The Institute of Turkish Studies (ITS) is a foundation based in the United States with the avowed objective of advancing Turkish studies at colleges and universities in the United States. Having been founded and provided a grant from the Republic of Turkey in the 1980s, the institute has issued undergraduate scholarships, language study awards, grant money to scholars, and underwritten the holding of workshops. Its work has also attracted controversy by observers who have criticized it as a body held under the sway of the political ideology of the Turkish state, active in the denial of the Armenian genocide and other topics considered taboo, such as the condition of the Kurds in the country.

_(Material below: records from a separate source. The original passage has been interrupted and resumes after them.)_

//! Pipeline orchestration module.

mod orchestrator;
mod stats;

pub use orchestrator::{Pipeline, PipelineConfig};
pub use stats::{PipelineStats, StopReason};
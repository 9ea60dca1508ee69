//! # Dispatcher
//!
//! Output fan-out for the emission pipeline.
//!
//! Responsibilities:
//! - Consume `OutputEvent`s (emission records, alerts, window summaries)
//! - Route each event to the sinks subscribed to its topic
//! - Isolate slow sinks so they never stall the pipeline

pub mod dispatcher;
pub mod error;
pub mod handle;
pub mod metrics;
pub mod sinks;

pub use contracts::{DataSink, OutputEvent, Topic};
pub use dispatcher::{Dispatcher, DispatcherBuilder, DispatcherConfig, create_dispatcher};
pub use error::DispatcherError;
pub use handle::SinkHandle;
pub use metrics::{MetricsSnapshot, SinkMetrics, TopicCounts};
pub use sinks::{FileSink, LogSink};
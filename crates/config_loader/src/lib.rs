//! # Config Loader
//!
//! Turns a fleet pipeline config file into a checked `PipelineBlueprint`.
//!
//! A blueprint carries the emission model coefficients, alert thresholds,
//! window and fusion settings, the replay inputs and the sink routing table.
//! Every engine section is optional and falls back to the BS-VI defaults, so
//! a config only needs to name what it changes.
//!
//! Semantic checks run after parsing and report the first offending field by
//! its path, e.g. `engine.alerts.idle_warning_seconds`.
//!
//! # Example
//!
//! ```no_run
//! use config_loader::ConfigLoader;
//! use std::path::Path;
//!
//! let blueprint = ConfigLoader::load_from_path(Path::new("demos/fleet.toml")).unwrap();
//! println!("Window: {} ms", blueprint.engine.window.duration_ms);
//! ```

mod parser;
mod validator;

pub use contracts::PipelineBlueprint;
pub use parser::ConfigFormat;
pub use validator::MIN_REPLAY_SPEED;

use contracts::ContractError;
use std::path::Path;

/// Loads and checks pipeline blueprints
pub struct ConfigLoader;

impl ConfigLoader {
    /// Load a blueprint from a `.toml` or `.json` file
    ///
    /// # Errors
    /// Unreadable file, unknown extension, parse failure or a rejected value.
    pub fn load_from_path(path: &Path) -> Result<PipelineBlueprint, ContractError> {
        let format = Self::detect_format(path)?;
        let content = std::fs::read_to_string(path)?;
        Self::load_from_str(&content, format)
    }

    /// Parse and check blueprint text
    pub fn load_from_str(
        content: &str,
        format: ConfigFormat,
    ) -> Result<PipelineBlueprint, ContractError> {
        let blueprint = parser::parse(content, format)?;
        validator::validate(&blueprint)?;
        Ok(blueprint)
    }

    /// Re-check a blueprint after CLI overrides were applied to it
    pub fn validate(blueprint: &PipelineBlueprint) -> Result<(), ContractError> {
        validator::validate(blueprint)
    }

    /// Render the effective blueprint, defaults included, as TOML
    pub fn to_toml(blueprint: &PipelineBlueprint) -> Result<String, ContractError> {
        toml::to_string_pretty(blueprint)
            .map_err(|e| ContractError::config_parse(format!("TOML serialize error: {e}")))
    }

    /// Render the effective blueprint, defaults included, as JSON
    pub fn to_json(blueprint: &PipelineBlueprint) -> Result<String, ContractError> {
        serde_json::to_string_pretty(blueprint)
            .map_err(|e| ContractError::config_parse(format!("JSON serialize error: {e}")))
    }

    fn detect_format(path: &Path) -> Result<ConfigFormat, ContractError> {
        let ext = path.extension().and_then(|e| e.to_str()).ok_or_else(|| {
            ContractError::config_parse("cannot determine file format from extension")
        })?;

        ConfigFormat::from_extension(ext).ok_or_else(|| {
            ContractError::config_parse(format!("unsupported config format: .{ext}"))
        })
    }
}
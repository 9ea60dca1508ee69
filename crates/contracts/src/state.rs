//! VehicleState - Stream Fusion output
//!
//! One record per position event, enriched with the telemetry known at or
//! before that position's timestamp.

use serde::{Deserialize, Serialize};

use crate::{PositionEvent, TelemetryEvent, TimestampMs, VehicleId};

/// Fuel level assumed before any telemetry arrives (percent)
pub const DEFAULT_FUEL_LEVEL_PCT: f64 = 100.0;
/// Engine temperature assumed before any telemetry arrives (°C)
pub const DEFAULT_ENGINE_TEMP_C: f64 = 85.0;

/// Unified per-reading vehicle state
#[derive(Debug, Clone, PartialEq, Serialize, Deserialize)]
pub struct VehicleState {
    pub vehicle_id: VehicleId,
    /// Timestamp of the position event this state was built from
    pub timestamp: TimestampMs,
    pub latitude: f64,
    pub longitude: f64,
    pub speed_kmh: f64,
    pub heading: f64,

    pub fuel_level_pct: f64,
    pub engine_temp_c: f64,
    pub load_kg: f64,
    pub idle_seconds: u32,

    /// Timestamp of the telemetry reading used; `None` means neutral defaults
    pub telemetry_timestamp: Option<TimestampMs>,
}

impl VehicleState {
    /// Join a position with the matched telemetry, or neutral defaults
    pub fn from_parts(position: &PositionEvent, telemetry: Option<&TelemetryEvent>) -> Self {
        let (fuel_level_pct, engine_temp_c, load_kg, idle_seconds, telemetry_timestamp) =
            match telemetry {
                Some(t) => (
                    t.fuel_level_pct,
                    t.engine_temp_c,
                    t.load_kg,
                    t.idle_seconds,
                    Some(t.timestamp),
                ),
                None => (DEFAULT_FUEL_LEVEL_PCT, DEFAULT_ENGINE_TEMP_C, 0.0, 0, None),
            };

        Self {
            vehicle_id: position.vehicle_id.clone(),
            timestamp: position.timestamp,
            latitude: position.latitude,
            longitude: position.longitude,
            speed_kmh: position.speed_kmh,
            heading: position.heading,
            fuel_level_pct,
            engine_temp_c,
            load_kg,
            idle_seconds,
            telemetry_timestamp,
        }
    }

    /// Whether neutral defaults stand in for telemetry
    pub fn uses_default_telemetry(&self) -> bool {
        self.telemetry_timestamp.is_none()
    }
}
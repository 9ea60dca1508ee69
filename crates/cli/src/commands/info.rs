//! `info` command implementation.

use anyhow::{Context, Result};
use contracts::{EngineConfig, IngestionConfig, PipelineBlueprint, Topic};
use serde::Serialize;
use tracing::info;

use crate::cli::InfoArgs;
use crate::error::CliError;

/// Configuration info for JSON output
#[derive(Serialize)]
struct ConfigInfo<'a> {
    version: String,
    engine: &'a EngineConfig,
    ingestion: &'a IngestionConfig,
    sinks: Vec<SinkInfo>,
}

#[derive(Serialize)]
struct SinkInfo {
    name: String,
    sink_type: String,
    queue_capacity: usize,
    topics: Vec<Topic>,
}

/// Execute the `info` command
pub fn run_info(args: &InfoArgs) -> Result<()> {
    info!(config = %args.config.display(), "Loading configuration info");

    if !args.config.exists() {
        return Err(CliError::config_not_found(&args.config).into());
    }

    let blueprint = config_loader::ConfigLoader::load_from_path(&args.config)
        .with_context(|| format!("Failed to load config from {}", args.config.display()))?;

    if args.json {
        let info = build_config_info(&blueprint);
        let json =
            serde_json::to_string_pretty(&info).context("Failed to serialize config info")?;
        println!("{}", json);
    } else {
        print_config_info(&blueprint);
    }

    Ok(())
}

fn build_config_info(blueprint: &PipelineBlueprint) -> ConfigInfo<'_> {
    ConfigInfo {
        version: format!("{:?}", blueprint.version),
        engine: &blueprint.engine,
        ingestion: &blueprint.ingestion,
        sinks: blueprint
            .sinks
            .iter()
            .map(|sink| SinkInfo {
                name: sink.name.clone(),
                sink_type: format!("{:?}", sink.sink_type).to_lowercase(),
                queue_capacity: sink.queue_capacity,
                topics: effective_topics(&sink.topics),
            })
            .collect(),
    }
}

/// An empty subscription list means every topic
fn effective_topics(topics: &[Topic]) -> Vec<Topic> {
    if topics.is_empty() {
        Topic::ALL.to_vec()
    } else {
        topics.to_vec()
    }
}

fn print_config_info(blueprint: &PipelineBlueprint) {
    let engine = &blueprint.engine;
    let model = &engine.model;
    let alerts = &engine.alerts;

    println!("\n=== Configuration ({:?}) ===", blueprint.version);

    println!("\nEmission model:");
    println!("  Base factor:        {} g/km", model.base_emission_factor);
    println!(
        "  Load penalty:       {} g/km per 1000 kg",
        model.load_penalty_per_1000kg
    );
    println!(
        "  Optimal band:       {}-{} km/h",
        model.optimal_speed_min, model.optimal_speed_max
    );
    println!(
        "  Slopes (low/high):  {} / {} per km/h",
        model.low_speed_slope, model.high_speed_slope
    );
    println!(
        "  Idle:               {} g/s, capped at {} s per reading",
        model.idle_emission_rate_g_per_s, model.idle_cap_seconds
    );
    println!("  Stationary below:   {} km/h", model.stationary_speed_kmh);
    println!("  Reading distance:   {} km", model.reading_distance_km);

    println!("\nAlerts:");
    println!(
        "  Idle warning/critical: {} s / {} s",
        alerts.idle_warning_seconds, alerts.idle_critical_seconds
    );
    println!(
        "  Spike:                 > {} g/km above {} km/h",
        alerts.emission_spike_g_per_km, alerts.spike_min_speed_kmh
    );

    println!("\nWindows:");
    println!("  Duration: {} ms", engine.window.duration_ms);
    println!("  Lateness: {} ms", engine.window.lateness_ms);
    println!("  Telemetry history: {}", engine.fusion.telemetry_history);

    let ingestion = &blueprint.ingestion;
    println!("\nIngestion:");
    println!(
        "  Positions: {}",
        ingestion.positions_path.as_deref().unwrap_or("-")
    );
    println!(
        "  Telemetry: {}",
        ingestion.telemetry_path.as_deref().unwrap_or("-")
    );
    println!("  Channel capacity: {}", ingestion.channel_capacity);
    println!("  Replay speed: {}", ingestion.replay_speed);

    if blueprint.sinks.is_empty() {
        println!("\nSinks: none");
    } else {
        println!("\nSinks ({}):", blueprint.sinks.len());
        for sink in &blueprint.sinks {
            let topics: Vec<_> = effective_topics(&sink.topics)
                .iter()
                .map(Topic::as_str)
                .collect();
            println!(
                "  - {} ({:?}, queue {}) <- {}",
                sink.name,
                sink.sink_type,
                sink.queue_capacity,
                topics.join(", ")
            );
            for (key, value) in &sink.params {
                println!("      {key} = {value}");
            }
        }
    }

    println!();
}
//! Replay configuration and metrics

use std::path::PathBuf;
use std::sync::atomic::{AtomicU64, AtomicUsize, Ordering};

use contracts::IngestionConfig;

/// NDJSON replay configuration
#[derive(Debug, Clone, PartialEq)]
pub struct ReplayConfig {
    /// Position events, one JSON object per line
    pub positions_path: Option<PathBuf>,

    /// Telemetry events, one JSON object per line
    pub telemetry_path: Option<PathBuf>,

    /// Channel capacity
    pub channel_capacity: usize,

    /// Event-time pacing multiplier; 0 disables pacing
    pub replay_speed: f64,
}

impl Default for ReplayConfig {
    fn default() -> Self {
        Self {
            positions_path: None,
            telemetry_path: None,
            channel_capacity: 256,
            replay_speed: 0.0,
        }
    }
}

impl From<&IngestionConfig> for ReplayConfig {
    fn from(config: &IngestionConfig) -> Self {
        Self {
            positions_path: config.positions_path.as_ref().map(PathBuf::from),
            telemetry_path: config.telemetry_path.as_ref().map(PathBuf::from),
            channel_capacity: config.channel_capacity,
            replay_speed: config.replay_speed,
        }
    }
}

/// Ingestion metrics
#[derive(Debug, Default)]
pub struct IngestionMetrics {
    /// Lines successfully decoded
    pub events_received: AtomicU64,

    /// Events forwarded downstream
    pub events_sent: AtomicU64,

    /// Events rejected by the stream guard
    pub events_rejected: AtomicU64,

    /// Lines that failed to decode
    pub decode_errors: AtomicU64,

    /// Current queue length
    pub queue_len: AtomicUsize,
}

impl IngestionMetrics {
    pub fn new() -> Self {
        Self::default()
    }

    pub fn record_received(&self) {
        self.events_received.fetch_add(1, Ordering::Relaxed);
    }

    pub fn record_sent(&self) {
        self.events_sent.fetch_add(1, Ordering::Relaxed);
    }

    pub fn record_rejected(&self) {
        self.events_rejected.fetch_add(1, Ordering::Relaxed);
    }

    pub fn record_decode_error(&self) {
        self.decode_errors.fetch_add(1, Ordering::Relaxed);
    }

    pub fn update_queue_len(&self, len: usize) {
        self.queue_len.store(len, Ordering::Relaxed);
    }

    pub fn snapshot(&self) -> MetricsSnapshot {
        MetricsSnapshot {
            events_received: self.events_received.load(Ordering::Relaxed),
            events_sent: self.events_sent.load(Ordering::Relaxed),
            events_rejected: self.events_rejected.load(Ordering::Relaxed),
            decode_errors: self.decode_errors.load(Ordering::Relaxed),
            queue_len: self.queue_len.load(Ordering::Relaxed),
        }
    }
}

/// Metrics snapshot
#[derive(Debug, Clone, Default, PartialEq, Eq)]
pub struct MetricsSnapshot {
    pub events_received: u64,
    pub events_sent: u64,
    pub events_rejected: u64,
    pub decode_errors: u64,
    pub queue_len: usize,
}
//! Live fleet view folded from the emission stream.

use std::collections::HashMap;

use contracts::{
    EmissionRecord, FleetSnapshot, Severity, VehicleId, VehicleSnapshot, VehicleStatus,
};

/// Speed below which a vehicle without alerts is shown as idle (km/h)
pub const DEFAULT_IDLE_SPEED_KMH: f64 = 1.0;

/// Cumulative per-vehicle emission ledger
#[derive(Debug)]
pub struct FleetLedger {
    idle_speed_kmh: f64,
    vehicles: HashMap<VehicleId, VehicleSnapshot>,
}

impl Default for FleetLedger {
    fn default() -> Self {
        Self::new(DEFAULT_IDLE_SPEED_KMH)
    }
}

impl FleetLedger {
    pub fn new(idle_speed_kmh: f64) -> Self {
        Self {
            idle_speed_kmh,
            vehicles: HashMap::new(),
        }
    }

    pub fn observe(&mut self, record: &EmissionRecord) {
        let status = self.status_of(record);
        let entry = self
            .vehicles
            .entry(record.vehicle_id.clone())
            .or_insert_with(|| VehicleSnapshot {
                vehicle_id: record.vehicle_id.clone(),
                last_timestamp: record.timestamp,
                latitude: record.latitude,
                longitude: record.longitude,
                speed_kmh: record.speed_kmh,
                status,
                total_co2_grams: 0.0,
                readings: 0,
                alerts: 0,
            });

        entry.last_timestamp = record.timestamp;
        entry.latitude = record.latitude;
        entry.longitude = record.longitude;
        entry.speed_kmh = record.speed_kmh;
        entry.status = status;
        entry.total_co2_grams += record.co2_grams;
        entry.readings += 1;
        if record.has_alert() {
            entry.alerts += 1;
        }
    }

    pub fn snapshot(&self) -> FleetSnapshot {
        let mut vehicles: Vec<VehicleSnapshot> = self.vehicles.values().cloned().collect();
        vehicles.sort_by(|a, b| a.vehicle_id.cmp(&b.vehicle_id));
        FleetSnapshot { vehicles }
    }

    pub fn len(&self) -> usize {
        self.vehicles.len()
    }

    pub fn is_empty(&self) -> bool {
        self.vehicles.is_empty()
    }

    fn status_of(&self, record: &EmissionRecord) -> VehicleStatus {
        match record.severity {
            Severity::Critical => VehicleStatus::Critical,
            Severity::Warning => VehicleStatus::Warning,
            Severity::Info if record.speed_kmh < self.idle_speed_kmh => VehicleStatus::Idle,
            Severity::Info => VehicleStatus::Moving,
        }
    }
}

In a surprise move in late 2015, the Turkish government announced that it would cut all funding to the institute.

== History ==
The Institute of Turkish Studies was established in 1982, with a $3 million grant from the Turkish government. It is a non-profit, private educational foundation based in the United States "dedicated to the support and development of Turkish Studies in American higher education". Heath W. Lowry become the first executive director of the institute, before becoming the incumbent of the Atatürk Chair of Turkish Studies at Princeton, which was financed by the Turkish government. The institute is housed at Georgetown University in Washington, DC. Writing in 1998, the institute's treasurer stated that 95 percent of the institute's income was derived from a trust administered by the institute. The late Donald Quataert, former member of the institute's board of governors, stated that the trust's funds can be revoked by the Turkish government.

== Mission ==

- To support individual scholars of the academic profession in the United States, for advanced research in Turkish history and culture as well as contemporary political, social, and economic developments in Turkey;
- To assist American universities in developing their library resources, programs of study, scholarly conferences, and outreach activities in the field of Turkish Studies
- To support the publication of books and journals on Turkey and broaden the understanding and knowledge of Turkish history, society, politics, and economics in the United States;
- To promote better understanding of Turkish politics, economy, and society through lectures and conferences.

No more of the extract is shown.